重點總結: 用維恩圖處理重疊,用表格處理類別,用樹狀圖處理順序。
3. 互斥事件 vs. 獨立事件
這兩個術語常被混淆,但它們的含義截然不同!
互斥事件 (Mutually Exclusive Events)
指不能同時發生的事件。
例子:你不可能在同一個瞬間同時向左轉和向右轉。
數學表達: 若 A 和 B 是互斥的,則 \( P(A \cap B) = 0 \)。
獨立事件 (Independent Events)
指其中一個事件的結果不會改變另一個事件的機率。
例子:拋硬幣得到正面,並不會改變擲骰子得到 6 點的機率。
數學表達: 若 A 和 B 是獨立的,則 \( P(A \cap B) = P(A) \times P(B) \)。

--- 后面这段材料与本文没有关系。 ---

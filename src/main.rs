use color_eyre::eyre::Result;
use dotenv::dotenv;
use meets_api::config::ApiConfig;
use meets_db::{create_pool, schema::initialize_database};

#[tokio::main]
async fn main() -> Result<()> {
    // Initialize error handling
    color_eyre::install()?;

    // Load environment variables
    dotenv().ok();

    // Load configuration
    let config = ApiConfig::from_env()?;

    // Create database connection pool
    let db_pool = create_pool(&config.database_url, config.db_max_connections).await?;

    // Initialize database schema
    initialize_database(&db_pool).await?;

    // Start API server
    meets_api::start_server(config, db_pool).await?;

    Ok(())
}
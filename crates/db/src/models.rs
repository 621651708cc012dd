use chrono::{DateTime, Utc};
use meets_core::models::meet::Meet;
use serde::{Deserialize, Serialize};
use sqlx::{FromRow, types::Json};
use uuid::Uuid;

#[derive(Debug, Clone, Serialize, Deserialize, FromRow)]
pub struct DbMeet {
    pub id: i64,
    pub uuid: Uuid,
    pub title: String,
    pub organizer_id: String,
    pub participants: Json<Vec<String>>,
    pub start_time: DateTime<Utc>,
    pub end_time: DateTime<Utc>,
    pub description: String,
    pub color: String,
    pub meet_type: i32,
    pub old_price: f64,
    pub discount: f64,
    pub price: f64,
    pub created_at: DateTime<Utc>,
}

impl From<DbMeet> for Meet {
    fn from(row: DbMeet) -> Self {
        Meet {
            id: row.id,
            uuid: row.uuid,
            title: row.title,
            organizer_id: row.organizer_id,
            participants: row.participants.0,
            start: row.start_time,
            end: row.end_time,
            description: row.description,
            color: row.color,
            meet_type: row.meet_type,
            old_price: row.old_price,
            discount: row.discount,
            price: row.price,
        }
    }
}
use axum::http::StatusCode;
use serde_json::{Value, json};

use crate::test_utils::TestContext;

#[tokio::test]
async fn test_health_needs_no_token() {
    let server = TestContext::new().server();

    let response = server.get("/health").await;
    assert_eq!(response.status_code(), StatusCode::OK);
    assert_eq!(
        response.json::<Value>(),
        json!({ "status": "ok", "service": "meets-api" })
    );

    let response = server.get("/version").await;
    assert_eq!(response.status_code(), StatusCode::OK);
    assert_eq!(response.json::<Value>()["version"], "0.1.0");
}
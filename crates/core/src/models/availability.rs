use serde::{Deserialize, Serialize};

/// One occupied interval within a day, formatted for display.
#[derive(Debug, Clone, PartialEq, Eq, Serialize, Deserialize)]
pub struct TimeSlot {
    /// `HH:MM`, 24-hour, UTC
    pub start: String,
    pub end: String,
    /// Whole minutes with an `m` suffix, e.g. `60m`
    pub duration: String,
}

/// Occupancy for a single UTC calendar date.
#[derive(Debug, Clone, PartialEq, Eq, Serialize, Deserialize)]
pub struct DateSlot {
    pub title: String,
    pub times: Vec<TimeSlot>,
}

#[derive(Debug, Clone, PartialEq, Eq, Serialize, Deserialize)]
pub struct DateSlotView {
    /// e.g. `Mon Jan 02, 2006`
    pub label: String,
    /// `YYYY-MM-DD`
    pub value: String,
    pub title: String,
    pub times: Vec<TimeSlot>,
}

#[derive(Debug, Clone, PartialEq, Eq, Serialize, Deserialize)]
pub struct AvailabilityResponse {
    pub dates: Vec<DateSlotView>,
}
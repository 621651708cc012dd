/// Bearer-token authentication against the identity service
pub mod auth;
/// Domain error to HTTP response mapping
pub mod error_handling;
//! # Error Handling Middleware
//!
//! Maps domain errors to HTTP status codes and JSON error bodies. Infrastructure
//! failures are reported with a generic message only; their details stay in
//! the server logs.

use axum::{
    Json,
    http::StatusCode,
    response::{IntoResponse, Response},
};
use meets_core::errors::MeetError;
use serde_json::json;

/// Application error wrapper that provides HTTP status code mapping
///
/// `AppError` wraps `MeetError` and implements `IntoResponse`, so handlers can
/// return `Result<Json<T>, AppError>` and use `?` on service calls.
#[derive(Debug)]
pub struct AppError(pub MeetError);

impl IntoResponse for AppError {
    fn into_response(self) -> Response {
        let (status, message) = match &self.0 {
            MeetError::Validation(_) => (StatusCode::BAD_REQUEST, self.0.to_string()),
            MeetError::Conflict(_) => (StatusCode::CONFLICT, self.0.to_string()),
            MeetError::Authentication(_) => (StatusCode::UNAUTHORIZED, self.0.to_string()),
            MeetError::Authorization(_) => (StatusCode::FORBIDDEN, self.0.to_string()),
            MeetError::NotFound(_) => (StatusCode::NOT_FOUND, self.0.to_string()),
            MeetError::Timeout(_) => (
                StatusCode::SERVICE_UNAVAILABLE,
                "Service temporarily unavailable".to_string(),
            ),
            MeetError::Infrastructure(_) => (
                StatusCode::INTERNAL_SERVER_ERROR,
                "Internal server error".to_string(),
            ),
        };

        (status, Json(json!({ "error": message }))).into_response()
    }
}

impl From<MeetError> for AppError {
    fn from(err: MeetError) -> Self {
        AppError(err)
    }
}
use axum::{http::StatusCode, response::IntoResponse};
use eyre::eyre;
use meets_api::middleware::{
    auth::{IdentityProvider, RemoteIdentityProvider},
    error_handling::AppError,
};
use meets_core::{errors::MeetError, models::identity::Role};
use pretty_assertions::assert_eq;
use rstest::rstest;
use serde_json::json;
use wiremock::{
    Mock, MockServer, ResponseTemplate,
    matchers::{header, method, path},
};

#[rstest]
#[case(MeetError::Validation("bad".into()), StatusCode::BAD_REQUEST)]
#[case(MeetError::Conflict("taken".into()), StatusCode::CONFLICT)]
#[case(MeetError::Authentication("no token".into()), StatusCode::UNAUTHORIZED)]
#[case(MeetError::Authorization("not yours".into()), StatusCode::FORBIDDEN)]
#[case(MeetError::NotFound("gone".into()), StatusCode::NOT_FOUND)]
#[case(MeetError::Timeout("slow".into()), StatusCode::SERVICE_UNAVAILABLE)]
#[case(MeetError::Infrastructure(eyre!("db down")), StatusCode::INTERNAL_SERVER_ERROR)]
fn test_error_status_mapping(#[case] err: MeetError, #[case] expected: StatusCode) {
    assert_eq!(AppError(err).into_response().status(), expected);
}

#[tokio::test]
async fn test_remote_identity_provider_resolves_user() {
    let server = MockServer::start().await;
    Mock::given(method("GET"))
        .and(path("/me"))
        .and(header("authorization", "Bearer good-token"))
        .respond_with(ResponseTemplate::new(200).set_body_json(json!({
            "ID": "12",
            "Uuid": "doc-7",
            "Email": "doc@example.com",
            "Roles": ["Doctor", "Programmer"]
        })))
        .expect(1)
        .mount(&server)
        .await;

    let provider = RemoteIdentityProvider::new(format!("{}/", server.uri()), "Programmer");
    let user = provider.authenticate("good-token").await.unwrap();

    assert_eq!(user.id, "12");
    assert_eq!(user.uuid, "doc-7");
    assert_eq!(user.roles, vec![Role::Member, Role::Elevated]);
    assert!(user.is_elevated());
}

#[tokio::test]
async fn test_role_names_must_match_exactly() {
    let server = MockServer::start().await;
    Mock::given(method("GET"))
        .and(path("/me"))
        .respond_with(ResponseTemplate::new(200).set_body_json(json!({
            "ID": "13",
            "Uuid": "pat-1",
            "Roles": ["programmer", "PROGRAMMER", "Patient"]
        })))
        .mount(&server)
        .await;

    let provider = RemoteIdentityProvider::new(server.uri(), "Programmer");
    let user = provider.authenticate("token").await.unwrap();

    assert_eq!(user.roles, vec![Role::Member, Role::Member, Role::Member]);
    assert!(!user.is_elevated());
}

#[tokio::test]
async fn test_remote_identity_provider_rejects_token() {
    let server = MockServer::start().await;
    Mock::given(method("GET"))
        .and(path("/me"))
        .respond_with(ResponseTemplate::new(401))
        .mount(&server)
        .await;

    let provider = RemoteIdentityProvider::new(server.uri(), "Programmer");
    let err = provider.authenticate("expired").await.unwrap_err();

    assert_eq!(err.to_string(), "invalid token, status: 401");
}
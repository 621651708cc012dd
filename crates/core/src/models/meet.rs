use chrono::{DateTime, Utc};
use serde::{Deserialize, Serialize};
use uuid::Uuid;

/// A persisted meet. `id` is assigned by storage, `uuid` by the service at creation.
#[derive(Debug, Clone, PartialEq, Serialize, Deserialize)]
pub struct Meet {
    pub id: i64,
    pub uuid: Uuid,
    pub title: String,
    pub organizer_id: String,
    pub participants: Vec<String>,
    #[serde(rename = "start_time")]
    pub start: DateTime<Utc>,
    #[serde(rename = "end_time")]
    pub end: DateTime<Utc>,
    pub description: String,
    pub color: String,
    #[serde(rename = "type")]
    pub meet_type: i32,
    pub old_price: f64,
    pub discount: f64,
    pub price: f64,
}

/// Everything a repository needs to insert or overwrite a meet.
#[derive(Debug, Clone, PartialEq)]
pub struct NewMeet {
    pub uuid: Uuid,
    pub title: String,
    pub organizer_id: String,
    pub participants: Vec<String>,
    pub start: DateTime<Utc>,
    pub end: DateTime<Utc>,
    pub description: String,
    pub color: String,
    pub meet_type: i32,
    pub old_price: f64,
    pub discount: f64,
    pub price: f64,
}

impl NewMeet {
    pub fn into_meet(self, id: i64) -> Meet {
        Meet {
            id,
            uuid: self.uuid,
            title: self.title,
            organizer_id: self.organizer_id,
            participants: self.participants,
            start: self.start,
            end: self.end,
            description: self.description,
            color: self.color,
            meet_type: self.meet_type,
            old_price: self.old_price,
            discount: self.discount,
            price: self.price,
        }
    }
}

#[derive(Debug, Clone, Default, PartialEq)]
pub struct MeetQueryOptions {
    pub organizer_id: String,
    pub from: Option<DateTime<Utc>>,
    pub to: Option<DateTime<Utc>>,
    /// Switches the query to "meets occupying the range".
    pub only_available: bool,
}

impl MeetQueryOptions {
    pub fn for_organizer(organizer_id: impl Into<String>) -> Self {
        Self {
            organizer_id: organizer_id.into(),
            ..Self::default()
        }
    }
}

/// Client-supplied meet fields. Empty strings count as missing.
#[derive(Debug, Clone, Default, Serialize, Deserialize)]
pub struct MeetPayload {
    #[serde(default)]
    pub organizer_id: String,
    #[serde(default)]
    pub participants: Vec<String>,
    #[serde(default)]
    pub title: String,
    #[serde(default)]
    pub start: String,
    #[serde(default)]
    pub end: String,
    #[serde(default)]
    pub description: String,
    #[serde(default)]
    pub color: String,
    #[serde(default, rename = "type")]
    pub meet_type: i32,
    #[serde(default)]
    pub old_price: f64,
    #[serde(default)]
    pub discount: f64,
    #[serde(default)]
    pub price: f64,
}

#[derive(Debug, Clone, Default, Serialize, Deserialize)]
pub struct CreateMeetRequest {
    pub meet: Option<MeetPayload>,
}

#[derive(Debug, Clone, Default, Serialize, Deserialize)]
pub struct UpdateMeetRequest {
    #[serde(default)]
    pub uuid: String,
    pub meet: Option<MeetPayload>,
}

#[derive(Debug, Clone, Serialize, Deserialize)]
pub struct MeetResponse {
    pub meet: Meet,
}

#[derive(Debug, Clone, Serialize, Deserialize)]
pub struct MeetListResponse {
    pub meets: Vec<Meet>,
}

#[derive(Debug, Clone, Serialize, Deserialize)]
pub struct DeleteMeetResponse {
    pub id: i64,
    pub deleted: bool,
}
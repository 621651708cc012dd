use std::{
    collections::HashMap,
    sync::{Arc, Mutex, PoisonError},
};

use tokio::sync::{Mutex as AsyncMutex, OwnedMutexGuard};

/// Per-organizer mutual exclusion for check-then-write sequences.
///
/// Entries are created on demand and dropped once nobody holds or waits on them.
#[derive(Debug, Default)]
pub struct OrganizerLocks {
    entries: Mutex<HashMap<String, Arc<AsyncMutex<()>>>>,
}

impl OrganizerLocks {
    pub fn new() -> Self {
        Self::default()
    }

    /// Waits until no other task holds the lock for `organizer_id`.
    pub async fn acquire(&self, organizer_id: &str) -> OrganizerGuard<'_> {
        let lock = {
            let mut entries = self.entries.lock().unwrap_or_else(PoisonError::into_inner);
            entries.entry(organizer_id.to_string()).or_default().clone()
        };
        // Built before waiting so a cancelled acquire still runs the cleanup in `Drop`.
        let mut pending = OrganizerGuard {
            locks: self,
            organizer_id: organizer_id.to_string(),
            lock: lock.clone(),
            guard: None,
        };
        pending.guard = Some(lock.lock_owned().await);
        pending
    }

    /// Number of organizers currently tracked.
    pub fn len(&self) -> usize {
        self.entries
            .lock()
            .unwrap_or_else(PoisonError::into_inner)
            .len()
    }

    pub fn is_empty(&self) -> bool {
        self.len() == 0
    }
}

pub struct OrganizerGuard<'a> {
    locks: &'a OrganizerLocks,
    organizer_id: String,
    lock: Arc<AsyncMutex<()>>,
    guard: Option<OwnedMutexGuard<()>>,
}

impl Drop for OrganizerGuard<'_> {
    fn drop(&mut self) {
        self.guard.take();

        let mut entries = self
            .locks
            .entries
            .lock()
            .unwrap_or_else(PoisonError::into_inner);
        // one reference in the map, one here: nobody else holds or waits
        if Arc::strong_count(&self.lock) == 2 {
            entries.remove(&self.organizer_id);
        }
    }
}
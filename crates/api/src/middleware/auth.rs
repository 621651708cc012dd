//! # Authentication Module
//!
//! Validates the caller's bearer token against the identity service and
//! attaches the resulting [`AuthenticatedUser`] to the request. Handlers read
//! it back with `Extension<AuthenticatedUser>` and hand it to the service
//! explicitly.
//!
//! Tokens are taken from the `Authorization: Bearer <token>` header, falling
//! back to the `access_token` cookie.

use std::sync::Arc;

use async_trait::async_trait;
use axum::{
    extract::{Request, State},
    http::{HeaderMap, header},
    middleware::Next,
    response::Response,
};
use eyre::{Result, WrapErr, eyre};
use meets_core::{
    errors::MeetError,
    models::identity::{AuthenticatedUser, Role},
};
use serde::Deserialize;

use crate::{ApiState, middleware::error_handling::AppError};

/// Resolves a bearer token into the subject it was issued to.
#[async_trait]
pub trait IdentityProvider: Send + Sync {
    async fn authenticate(&self, token: &str) -> Result<AuthenticatedUser>;
}

/// Identity service client calling `GET {base_url}/me`.
#[derive(Debug, Clone)]
pub struct RemoteIdentityProvider {
    client: reqwest::Client,
    base_url: String,
    elevated_role: String,
}

impl RemoteIdentityProvider {
    pub fn new(base_url: impl Into<String>, elevated_role: impl Into<String>) -> Self {
        Self {
            client: reqwest::Client::new(),
            base_url: base_url.into(),
            elevated_role: elevated_role.into(),
        }
    }
}

/// Shape of the identity service's `/me` response. Field names are matched
/// in both the service's capitalized form and snake case.
#[derive(Debug, Deserialize)]
struct IdentityResponse {
    #[serde(default, alias = "ID")]
    id: String,
    #[serde(default, alias = "Uuid")]
    uuid: String,
    #[serde(default, alias = "Email")]
    email: String,
    #[serde(default, alias = "Roles")]
    roles: Vec<String>,
}

impl IdentityResponse {
    fn into_user(self, elevated_role: &str) -> AuthenticatedUser {
        AuthenticatedUser {
            id: self.id,
            uuid: self.uuid,
            email: self.email,
            roles: self
                .roles
                .iter()
                .map(|name| Role::from_name(name, elevated_role))
                .collect(),
        }
    }
}

#[async_trait]
impl IdentityProvider for RemoteIdentityProvider {
    async fn authenticate(&self, token: &str) -> Result<AuthenticatedUser> {
        let url = format!("{}/me", self.base_url.trim_end_matches('/'));

        let response = self
            .client
            .get(&url)
            .bearer_auth(token)
            .send()
            .await
            .wrap_err("identity service unreachable")?;

        if !response.status().is_success() {
            return Err(eyre!("invalid token, status: {}", response.status().as_u16()));
        }

        let identity: IdentityResponse = response
            .json()
            .await
            .wrap_err("malformed identity response")?;

        Ok(identity.into_user(&self.elevated_role))
    }
}

/// Pulls the access token from the bearer header or the `access_token` cookie.
pub fn extract_token(headers: &HeaderMap) -> Option<String> {
    let bearer = headers
        .get(header::AUTHORIZATION)
        .and_then(|value| value.to_str().ok())
        .and_then(|value| value.strip_prefix("Bearer "))
        .map(str::trim)
        .filter(|token| !token.is_empty());
    if let Some(token) = bearer {
        return Some(token.to_string());
    }

    headers
        .get_all(header::COOKIE)
        .iter()
        .filter_map(|value| value.to_str().ok())
        .flat_map(|cookies| cookies.split(';'))
        .filter_map(|cookie| cookie.trim().strip_prefix("access_token="))
        .find(|token| !token.is_empty())
        .map(str::to_string)
}

/// Rejects unauthenticated requests and stores the caller's identity in the
/// request extensions.
pub async fn require_auth(
    State(state): State<Arc<ApiState>>,
    mut request: Request,
    next: Next,
) -> Result<Response, AppError> {
    let token = extract_token(request.headers()).ok_or_else(|| {
        AppError(MeetError::Authentication("missing access token".to_string()))
    })?;

    let user = state.identity.authenticate(&token).await.map_err(|err| {
        tracing::warn!(error = %err, "rejected access token");
        AppError(MeetError::Authentication("invalid access token".to_string()))
    })?;

    tracing::debug!(user_uuid = %user.uuid, elevated = user.is_elevated(), "authenticated request");
    request.extensions_mut().insert(user);

    Ok(next.run(request).await)
}
use axum::{Router, routing::get};
use std::sync::Arc;

use crate::{ApiState, handlers};

pub fn routes() -> Router<Arc<ApiState>> {
    Router::new().route(
        "/api/availability",
        get(handlers::availability::get_availability),
    )
}
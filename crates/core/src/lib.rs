//! # Meets Core
//!
//! Domain types and the scheduling engine: time-window parsing, organizer
//! resolution, conflict detection, occupancy aggregation and the
//! create/update orchestration that ties them to a [`repository::MeetRepository`].

pub mod availability;
pub mod conflict;
pub mod errors;
pub mod locks;
pub mod models;
pub mod organizer;
pub mod repository;
pub mod service;
pub mod window;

常見錯誤: 除非題目明確告知,或者你能用公式證明,否則不要預設事件是獨立的!
重點總結: 互斥 =「無法同時發生」。獨立 =「互不影響」。
4. 機率定律
在 Paper 1 中,你有兩條必須精通的「核心公式」。
加法定律 (Addition Law)
用於找出 A 或 (OR) B 發生的機率:
\( P(A \cup B) = P(A) + P(B) - P(A \cap B) \)
為什麼要減去交集? 因為如果你直接相加圓圈 A 和圓圈 B,中間重疊的部分就被計算了兩次!我們必須減去一次,以保持計算準確。
乘法定律 (與條件機率)
條件機率 (Conditional Probability) 指的是在某事已經發生的前提下 (given that),另一件事發生的機率。我們寫作 \( P(A|B) \),意即「給定 B 發生下,A 的機率」。
公式:
\( P(A|B) = \frac{P(A \cap B)}{P(B)} \)
類比:在「正在下雨 (B)」的前提下,你「帶著雨傘 (A)」的機率是多少?一旦下雨,我們的觀察範圍就縮小到那些在雨中行走的人群了。
複習小方塊:
- 加法定律: \( P(A \cup B) = P(A) + P(B) - P(A \cap B) \)
- 乘法定律: \( P(A \cap B) = P(A) \times P(B|A) \)
重點總結: 加法定律用於「或 (OR)」,乘法定律用於「且 (AND)」。
5. 如何證明獨立性
在考試中,你可能會被問到:「事件 A 和 B 是否獨立?請展示你的計算過程。」 要回答這個問題,你必須驗證以下三個陳述中的其中一個是否成立:
- \( P(A \cap B) = P(A) \times P(B) \) 是否成立?
- \( P(A|B) = P(A) \) 是否成立?(知道 B 發生後,是否改變了 A 的機率?)
- \( P(B|A) = P(B) \) 是否成立?
如果其中任何一個成立,則這些事件是獨立的。如果它們不相等,則這些事件是相關的 (dependent)。
你知道嗎? 大多數「現實生活」中的事件都是相關的。例如,「努力讀書」和「拿到 A」是相關事件——前者確實提高了後者發生的機率!
重點總結: 使用乘法測試 \( P(A) \times P(B) \) 來從數學上證明獨立性。
成功最終檢查清單
- 我是否知道 \( A' \) 代表「非 A」?
- 我能否繪製樹狀圖,並記得沿著分支相乘?
- 我是否記得在使用加法定律時減去重疊部分?
- 我能否解釋互斥事件與獨立事件的區別?
如果起初覺得這些很棘手,別擔心! 機率就像邏輯謎題。你練習繪製圖表的次數越多,公式就越會變得直觀。你一定能做到的!